» **Extracted data entries**:
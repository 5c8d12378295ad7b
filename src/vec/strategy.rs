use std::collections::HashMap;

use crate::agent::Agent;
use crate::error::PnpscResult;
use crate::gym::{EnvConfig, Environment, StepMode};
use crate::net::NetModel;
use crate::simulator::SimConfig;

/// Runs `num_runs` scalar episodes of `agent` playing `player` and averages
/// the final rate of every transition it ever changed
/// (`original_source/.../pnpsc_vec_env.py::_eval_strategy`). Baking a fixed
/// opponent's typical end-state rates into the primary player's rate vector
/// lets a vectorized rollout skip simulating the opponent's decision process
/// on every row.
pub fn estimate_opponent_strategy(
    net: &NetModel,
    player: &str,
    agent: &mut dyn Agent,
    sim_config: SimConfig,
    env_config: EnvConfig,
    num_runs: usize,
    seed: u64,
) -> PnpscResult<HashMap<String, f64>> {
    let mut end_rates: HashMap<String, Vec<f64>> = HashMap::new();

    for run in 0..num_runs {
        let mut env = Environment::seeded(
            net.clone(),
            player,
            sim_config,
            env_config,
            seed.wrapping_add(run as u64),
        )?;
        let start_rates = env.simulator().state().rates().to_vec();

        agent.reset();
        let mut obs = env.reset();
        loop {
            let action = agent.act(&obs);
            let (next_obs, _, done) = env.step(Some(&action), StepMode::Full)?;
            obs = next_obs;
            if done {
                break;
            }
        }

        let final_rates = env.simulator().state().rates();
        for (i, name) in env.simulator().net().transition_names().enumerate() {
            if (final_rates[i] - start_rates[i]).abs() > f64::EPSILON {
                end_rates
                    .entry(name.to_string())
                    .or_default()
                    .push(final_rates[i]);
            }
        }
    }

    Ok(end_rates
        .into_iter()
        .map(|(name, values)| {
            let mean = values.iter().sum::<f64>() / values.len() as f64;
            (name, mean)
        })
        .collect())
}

» **Exercise aim**: Both end lines included, restate word for word the lines above from the line with "let (next_obs, _, done)" to the line with "(name, mean)", and nothing else.

» **Answer for the task**:
            let (next_obs, _, done) = env.step(Some(&action), StepMode::Full)?;
            obs = next_obs;
            if done {
                break;
            }
        }

        let final_rates = env.simulator().state().rates();
        for (i, name) in env.simulator().net().transition_names().enumerate() {
            if (final_rates[i] - start_rates[i]).abs() > f64::EPSILON {
                end_rates
                    .entry(name.to_string())
                    .or_default()
                    .push(final_rates[i]);
            }
        }
    }

    Ok(end_rates
        .into_iter()
        .map(|(name, values)| {
            let mean = values.iter().sum::<f64>() / values.len() as f64;
            (name, mean)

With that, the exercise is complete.